Relying on three sets of nearly unexamined hound images, this paper investigates the hounds collected and kept in Qianlong’s palaces and imperial parks that engaged in Manchu ritual, martial and political life through an analysis of their various forms of visual representation, meanings and historical events associated with them. Primary focus will be paid to the hounds’ origin (mostly from outlying provinces and frontier areas that borders the territories of Mongolian or Tibetan tribes), discussing their roles in constructing multi-ethnic Manchu (royal) identity and establishing symbolic control of these areas. Other research questions also include, but not limited to, the exanimation of the interconnectedness of various hound images that co-existed in Qianlong’s court, the division of labor in the making of these images, as well as the compositional features that embedded early modern European concept of animal portrait.

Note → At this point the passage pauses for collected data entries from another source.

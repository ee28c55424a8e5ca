//! Core command and helper traits and their schemas.

use std::collections::BTreeMap;
use std::fmt;

use async_trait::async_trait;
use crisp_types::{Action, Address, Location, Value};

use crate::ast::{CommandExpression, Node};
use crate::bindings::{BindingSpace, BindingsFilter, BindingsManager};

use super::context::{CompletionContext, EagerContext, ExecContext, HelperContext};

/// Semantic type of a command argument or option.
///
/// Value types are checked after the argument is interpreted. The raw
/// types (`Identifier`, `Variable`, `Module`, `Block`) are never
/// interpreted: the command receives the node itself.
#[derive(Debug, Clone, Copy, PartialEq, Eq)]
pub enum ArgType {
    Any,
    Address,
    Bool,
    Bytes,
    Number,
    String,
    Array,
    Identifier,
    Variable,
    Module,
    Block,
}

impl ArgType {
    pub fn is_raw(&self) -> bool {
        matches!(
            self,
            ArgType::Identifier | ArgType::Variable | ArgType::Module | ArgType::Block
        )
    }

    /// Whether an interpreted value fits this type. Null fits anything.
    pub fn accepts(&self, value: &Value) -> bool {
        match (self, value) {
            (ArgType::Any, _) | (_, Value::Null) => true,
            (ArgType::Address, Value::Address(_))
            | (ArgType::Bool, Value::Bool(_))
            | (ArgType::Bytes, Value::Bytes(_))
            | (ArgType::Number, Value::Number(_))
            | (ArgType::String, Value::String(_))
            | (ArgType::Array, Value::Array(_)) => true,
            _ => false,
        }
    }
}

impl fmt::Display for ArgType {
    fn fmt(&self, f: &mut fmt::Formatter<'_>) -> fmt::Result {
        let name = match self {
            ArgType::Any => "any",
            ArgType::Address => "address",
            ArgType::Bool => "bool",
            ArgType::Bytes => "bytes",
            ArgType::Number => "number",
            ArgType::String => "string",
            ArgType::Array => "array",
            ArgType::Identifier => "identifier",
            ArgType::Variable => "variable",
            ArgType::Module => "module",
            ArgType::Block => "block",
        };
        f.write_str(name)
    }
}

/// Schema for a positional argument.
#[derive(Debug, Clone)]
pub struct ArgSpec {
    pub name: String,
    pub ty: ArgType,
    pub optional: bool,
    /// Absorbs every remaining positional argument. Only valid last.
    pub rest: bool,
    /// Hand the raw node to the command even for value types.
    pub skip_interpret: bool,
}

impl ArgSpec {
    pub fn required(name: impl Into<String>, ty: ArgType) -> Self {
        Self {
            name: name.into(),
            ty,
            optional: false,
            rest: false,
            skip_interpret: false,
        }
    }

    pub fn optional(name: impl Into<String>, ty: ArgType) -> Self {
        Self {
            optional: true,
            ..Self::required(name, ty)
        }
    }

    pub fn rest(name: impl Into<String>, ty: ArgType) -> Self {
        Self {
            optional: true,
            rest: true,
            ..Self::required(name, ty)
        }
    }

    pub fn raw(mut self) -> Self {
        self.skip_interpret = true;
        self
    }

    pub fn is_raw(&self) -> bool {
        self.skip_interpret || self.ty.is_raw()
    }
}

/// Schema for a named `--option value`.
#[derive(Debug, Clone)]
pub struct OptSpec {
    pub name: String,
    pub ty: ArgType,
    pub description: String,
}

impl OptSpec {
    pub fn new(name: impl Into<String>, ty: ArgType, description: impl Into<String>) -> Self {
        Self {
            name: name.into(),
            ty,
            description: description.into(),
        }
    }
}

/// Module a command's block body runs under.
#[derive(Debug, Clone, Copy, PartialEq, Eq, Default)]
pub enum BlockModule {
    /// Keep the module context the command itself appeared in.
    #[default]
    Inherit,
    /// Switch to the module the command belongs to.
    Own,
}

/// Accepted positional argument counts.
#[derive(Debug, Clone, Copy, PartialEq, Eq)]
pub enum Arity {
    Exact(usize),
    AtLeast(usize),
    Between(usize, usize),
}

impl Arity {
    pub fn accepts(&self, count: usize) -> bool {
        match *self {
            Arity::Exact(n) => count == n,
            Arity::AtLeast(n) => count >= n,
            Arity::Between(min, max) => (min..=max).contains(&count),
        }
    }
}

impl fmt::Display for Arity {
    fn fmt(&self, f: &mut fmt::Formatter<'_>) -> fmt::Result {
        match self {
            Arity::Exact(n) => write!(f, "exactly {}", n),
            Arity::AtLeast(n) => write!(f, "at least {}", n),
            Arity::Between(min, max) => write!(f, "between {} and {}", min, max),
        }
    }
}

/// Schema describing a command's interface.
#[derive(Debug, Clone)]
pub struct CommandSchema {
    pub name: String,
    pub description: String,
    pub args: Vec<ArgSpec>,
    pub opts: Vec<OptSpec>,
    pub block_module: BlockModule,
}

impl CommandSchema {
    pub fn new(name: impl Into<String>, description: impl Into<String>) -> Self {
        Self {
            name: name.into(),
            description: description.into(),
            args: Vec::new(),
            opts: Vec::new(),
            block_module: BlockModule::Inherit,
        }
    }

    pub fn arg(mut self, arg: ArgSpec) -> Self {
        self.args.push(arg);
        self
    }

    pub fn opt(mut self, opt: OptSpec) -> Self {
        self.opts.push(opt);
        self
    }

    pub fn block_module(mut self, policy: BlockModule) -> Self {
        self.block_module = policy;
        self
    }

    /// Spec for the positional argument at `index`, following a trailing
    /// rest argument past the end of the list.
    pub fn arg_at(&self, index: usize) -> Option<&ArgSpec> {
        self.args
            .get(index)
            .or_else(|| self.args.last().filter(|a| a.rest))
    }

    pub fn opt_named(&self, name: &str) -> Option<&OptSpec> {
        self.opts.iter().find(|o| o.name == name)
    }

    pub fn arity(&self) -> Arity {
        let min = self.args.iter().filter(|a| !a.optional).count();
        if self.args.iter().any(|a| a.rest) {
            Arity::AtLeast(min)
        } else if min == self.args.len() {
            Arity::Exact(min)
        } else {
            Arity::Between(min, self.args.len())
        }
    }

    /// Commands shaped like `set <$var> ...` declare their first argument.
    pub fn declares_variable(&self) -> bool {
        self.args.first().is_some_and(|a| a.ty == ArgType::Variable)
    }
}

/// A positional argument as handed to a command.
#[derive(Debug, Clone, PartialEq)]
pub enum ArgValue {
    Value(Value),
    /// Uninterpreted node for raw argument types and blocks.
    Raw(Node),
}

/// Arguments ready for command execution.
#[derive(Debug, Clone, Default)]
pub struct CommandArgs {
    pub positional: Vec<ArgValue>,
    pub opts: BTreeMap<String, Value>,
    /// Location of the whole command.
    pub location: Option<Location>,
}

impl CommandArgs {
    pub fn new() -> Self {
        Self::default()
    }

    pub fn len(&self) -> usize {
        self.positional.len()
    }

    pub fn is_empty(&self) -> bool {
        self.positional.is_empty()
    }

    /// Interpreted value at `index`; `None` for raw or missing arguments.
    pub fn value(&self, index: usize) -> Option<&Value> {
        match self.positional.get(index)? {
            ArgValue::Value(v) => Some(v),
            ArgValue::Raw(_) => None,
        }
    }

    pub fn raw(&self, index: usize) -> Option<&Node> {
        match self.positional.get(index)? {
            ArgValue::Raw(n) => Some(n),
            ArgValue::Value(_) => None,
        }
    }

    /// Interpreted values from `index` on.
    pub fn values_from(&self, index: usize) -> Vec<Value> {
        (index..self.positional.len())
            .filter_map(|i| self.value(i).cloned())
            .collect()
    }

    pub fn opt(&self, name: &str) -> Option<&Value> {
        self.opts.get(name)
    }

    pub fn address(&self, index: usize) -> anyhow::Result<Address> {
        self.value(index)
            .and_then(Value::as_address)
            .ok_or_else(|| anyhow::anyhow!("argument {} must be an address", index + 1))
    }

    pub fn string(&self, index: usize) -> anyhow::Result<&str> {
        self.value(index)
            .and_then(Value::as_str)
            .ok_or_else(|| anyhow::anyhow!("argument {} must be a string", index + 1))
    }
}

/// Deferred binding update produced by an eager hook.
///
/// Hooks run concurrently and may finish in any order; their resolvers are
/// applied afterwards, one at a time in source order, against a single
/// speculative [`BindingsManager`].
pub type BindingResolver = Box<dyn FnOnce(&mut BindingsManager) -> anyhow::Result<()> + Send>;

/// A command that can be executed.
#[async_trait]
pub trait Command: Send + Sync {
    /// The command's name (used for lookup).
    fn name(&self) -> &str;

    fn schema(&self) -> CommandSchema;

    /// Execute the command, returning the actions it produces.
    async fn run(
        &self,
        args: CommandArgs,
        ctx: &mut ExecContext<'_>,
    ) -> anyhow::Result<Vec<Action>>;

    /// Speculatively resolve bindings this command would create, without
    /// side effects. Used only for editor completion.
    async fn run_eager(
        &self,
        _node: &CommandExpression,
        _ctx: &EagerContext<'_>,
    ) -> anyhow::Result<Option<BindingResolver>> {
        Ok(None)
    }

    /// Suggestions for the positional argument at `arg_index`.
    fn completion_items_for_arg(
        &self,
        arg_index: usize,
        _args: &[Node],
        ctx: &CompletionContext<'_>,
    ) -> Vec<String> {
        let schema = self.schema();
        match schema.arg_at(arg_index).map(|a| a.ty) {
            Some(ArgType::Module) => ctx
                .registry
                .names()
                .filter(|name| *name != ctx.config.baseline_module)
                .map(String::from)
                .collect(),
            Some(ArgType::Address) => ctx
                .bindings
                .get_all_bindings(&BindingsFilter::default().space(BindingSpace::Address))
                .into_iter()
                .map(|b| b.identifier)
                .collect(),
            Some(ArgType::Bool) => vec!["true".to_string(), "false".to_string()],
            _ => Vec::new(),
        }
    }
}

/// A helper callable from expressions as `@name(args)`.
#[async_trait]
pub trait Helper: Send + Sync {
    fn name(&self) -> &str;

    fn description(&self) -> &str {
        ""
    }

    async fn run(&self, args: Vec<Value>, ctx: &HelperContext) -> anyhow::Result<Value>;
}

#[cfg(test)]
mod tests {
    use super::*;

    fn exec_schema() -> CommandSchema {
        CommandSchema::new("exec", "Call a contract")
            .arg(ArgSpec::required("target", ArgType::Address))
            .arg(ArgSpec::required("signature", ArgType::String))
            .arg(ArgSpec::rest("args", ArgType::Any))
    }

    #[test]
    fn arity_from_schema() {
        assert_eq!(exec_schema().arity(), Arity::AtLeast(2));

        let exact = CommandSchema::new("set", "")
            .arg(ArgSpec::required("var", ArgType::Variable))
            .arg(ArgSpec::required("value", ArgType::Any));
        assert_eq!(exact.arity(), Arity::Exact(2));

        let between = CommandSchema::new("x", "")
            .arg(ArgSpec::required("a", ArgType::Any))
            .arg(ArgSpec::optional("b", ArgType::Any));
        assert_eq!(between.arity(), Arity::Between(1, 2));
        assert!(between.arity().accepts(2));
        assert!(!between.arity().accepts(3));
    }

    #[test]
    fn rest_arg_covers_trailing_indices() {
        let schema = exec_schema();
        assert_eq!(schema.arg_at(1).map(|a| a.name.as_str()), Some("signature"));
        assert_eq!(schema.arg_at(7).map(|a| a.name.as_str()), Some("args"));
    }

    #[test]
    fn arg_types_accept_matching_values() {
        assert!(ArgType::Number.accepts(&Value::from(1)));
        assert!(!ArgType::Number.accepts(&Value::from("1")));
        assert!(ArgType::Address.accepts(&Value::Null));
        assert!(ArgType::Any.accepts(&Value::Bytes(vec![])));
    }

    #[test]
    fn command_args_accessors() {
        let args = CommandArgs {
            positional: vec![
                ArgValue::Value(Value::Address(Address::ZERO)),
                ArgValue::Raw(Node::ident("vault")),
                ArgValue::Value(Value::from("x")),
            ],
            ..CommandArgs::default()
        };
        assert_eq!(args.address(0).unwrap(), Address::ZERO);
        assert!(args.value(1).is_none());
        assert_eq!(args.raw(1), Some(&Node::ident("vault")));
        assert_eq!(args.values_from(1), vec![Value::from("x")]);
        assert!(args.string(0).is_err());
    }
}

Lianming Wang is Assistant Professor at the Institute of East Asian Art History, Heidelberg University. He specializes in global Jesuit art and architecture, with a focus on early modern China. He is preparing his book manuscript Das Erbe der Gesellschaft Jesu: Architektur und transkulturelle Verflechtungsräume im Peking der Frühen Neuzeit (Universitätsverlag C. Winter Heidelberg, Spring 2019). He studied art history, classical archeology and Italian Philology in Shanghai, Padova and Würzburg and received his PhD (2014) in East Asian Art History from Heidelberg University. Before joining the faculty in Heidelberg, he has taught at the Institute of East Asian Cultural Studies, University of Würzburg (2009–2011). He received research grants from Geschwister-Supp Stiftung, Heinz-Götze Stiftung, DAAD, and USF Ricci Institute, among others. He was involved in organizing many international workshops and conferences related to Sino-European exchanges, including The Jesuit Legacies: Images, Visuality, and Cosmopolitanism in Qing China (chief organizer; 2015) and Reframing Chinese Objects: Practices of Collecting and Displaying in Europe and the Islamic World, 1400-1800 (co-organizer; 2018). Currently he is working on his habilitation project Animal Encounters and Qing Political Narratives dealing with the making and display of large-sized painting sets that connected to the Qing tributary animals.